## Problem requirements
Go through the data from its first line and retype each line, stopping once the line containing "pub use hub::SessionHub;" has been retyped.

Data to process below:

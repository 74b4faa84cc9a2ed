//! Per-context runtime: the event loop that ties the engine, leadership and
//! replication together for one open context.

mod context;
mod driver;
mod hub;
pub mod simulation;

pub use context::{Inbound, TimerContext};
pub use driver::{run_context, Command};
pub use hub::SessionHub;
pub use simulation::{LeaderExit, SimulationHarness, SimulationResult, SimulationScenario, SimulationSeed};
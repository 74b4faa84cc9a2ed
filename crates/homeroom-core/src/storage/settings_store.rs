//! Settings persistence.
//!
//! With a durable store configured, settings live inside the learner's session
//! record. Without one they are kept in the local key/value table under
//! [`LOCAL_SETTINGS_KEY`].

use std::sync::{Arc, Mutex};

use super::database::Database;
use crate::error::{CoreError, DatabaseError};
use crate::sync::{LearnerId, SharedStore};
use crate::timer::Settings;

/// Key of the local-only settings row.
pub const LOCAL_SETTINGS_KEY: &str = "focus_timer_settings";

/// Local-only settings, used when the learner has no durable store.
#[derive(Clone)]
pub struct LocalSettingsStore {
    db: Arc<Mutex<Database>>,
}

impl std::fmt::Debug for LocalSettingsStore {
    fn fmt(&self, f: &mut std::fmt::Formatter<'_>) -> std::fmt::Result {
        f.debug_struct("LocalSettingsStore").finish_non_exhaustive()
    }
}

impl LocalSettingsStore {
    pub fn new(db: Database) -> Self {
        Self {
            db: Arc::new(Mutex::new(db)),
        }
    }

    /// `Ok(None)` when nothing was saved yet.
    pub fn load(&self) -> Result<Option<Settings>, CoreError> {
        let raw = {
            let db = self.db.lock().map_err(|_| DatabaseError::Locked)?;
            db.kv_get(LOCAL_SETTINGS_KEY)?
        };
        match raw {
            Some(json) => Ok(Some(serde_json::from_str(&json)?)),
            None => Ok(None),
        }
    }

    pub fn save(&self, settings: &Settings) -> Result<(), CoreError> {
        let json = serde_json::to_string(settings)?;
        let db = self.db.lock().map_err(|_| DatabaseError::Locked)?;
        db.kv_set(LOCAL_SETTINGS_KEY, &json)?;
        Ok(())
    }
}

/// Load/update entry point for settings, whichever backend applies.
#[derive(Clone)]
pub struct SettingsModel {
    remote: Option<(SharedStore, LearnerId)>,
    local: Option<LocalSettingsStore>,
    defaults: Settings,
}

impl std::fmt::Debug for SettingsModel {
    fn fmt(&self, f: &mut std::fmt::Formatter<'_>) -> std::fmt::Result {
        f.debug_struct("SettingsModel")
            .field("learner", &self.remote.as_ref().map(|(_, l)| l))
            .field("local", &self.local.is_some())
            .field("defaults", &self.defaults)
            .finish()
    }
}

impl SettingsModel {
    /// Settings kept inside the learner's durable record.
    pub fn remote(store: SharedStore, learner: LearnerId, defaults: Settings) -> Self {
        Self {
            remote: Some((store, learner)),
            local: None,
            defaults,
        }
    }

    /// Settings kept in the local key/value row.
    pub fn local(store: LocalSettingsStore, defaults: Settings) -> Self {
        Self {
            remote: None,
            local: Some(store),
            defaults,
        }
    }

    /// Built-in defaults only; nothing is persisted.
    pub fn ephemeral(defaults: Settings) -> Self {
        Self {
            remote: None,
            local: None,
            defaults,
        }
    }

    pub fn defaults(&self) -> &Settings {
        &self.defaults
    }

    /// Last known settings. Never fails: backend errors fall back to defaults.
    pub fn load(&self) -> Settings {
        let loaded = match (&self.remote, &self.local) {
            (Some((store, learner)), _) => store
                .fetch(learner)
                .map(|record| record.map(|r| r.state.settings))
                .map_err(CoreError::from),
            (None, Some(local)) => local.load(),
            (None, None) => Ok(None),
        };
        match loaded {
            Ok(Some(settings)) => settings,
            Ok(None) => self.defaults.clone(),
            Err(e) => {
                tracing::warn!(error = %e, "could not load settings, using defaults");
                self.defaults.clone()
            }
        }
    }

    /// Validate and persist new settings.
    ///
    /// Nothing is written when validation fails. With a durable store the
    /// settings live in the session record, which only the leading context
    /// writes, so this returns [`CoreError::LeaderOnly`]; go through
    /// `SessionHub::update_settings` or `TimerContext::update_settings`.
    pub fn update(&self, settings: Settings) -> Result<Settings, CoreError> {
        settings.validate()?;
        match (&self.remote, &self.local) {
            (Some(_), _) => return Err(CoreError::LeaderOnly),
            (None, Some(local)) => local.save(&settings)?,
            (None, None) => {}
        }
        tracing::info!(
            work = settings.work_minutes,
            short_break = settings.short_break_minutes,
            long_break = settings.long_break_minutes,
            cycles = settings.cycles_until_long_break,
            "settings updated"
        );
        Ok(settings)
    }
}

End of Data to process.

## Expected answer
repository 74b4faa84cc9a2ed
//! Per-context runtime: the event loop that ties the engine, leadership and
//! replication together for one open context.

mod context;
mod driver;
mod hub;
pub mod simulation;

pub use context::{Inbound, TimerContext};
pub use driver::{run_context, Command};
pub use hub::SessionHub;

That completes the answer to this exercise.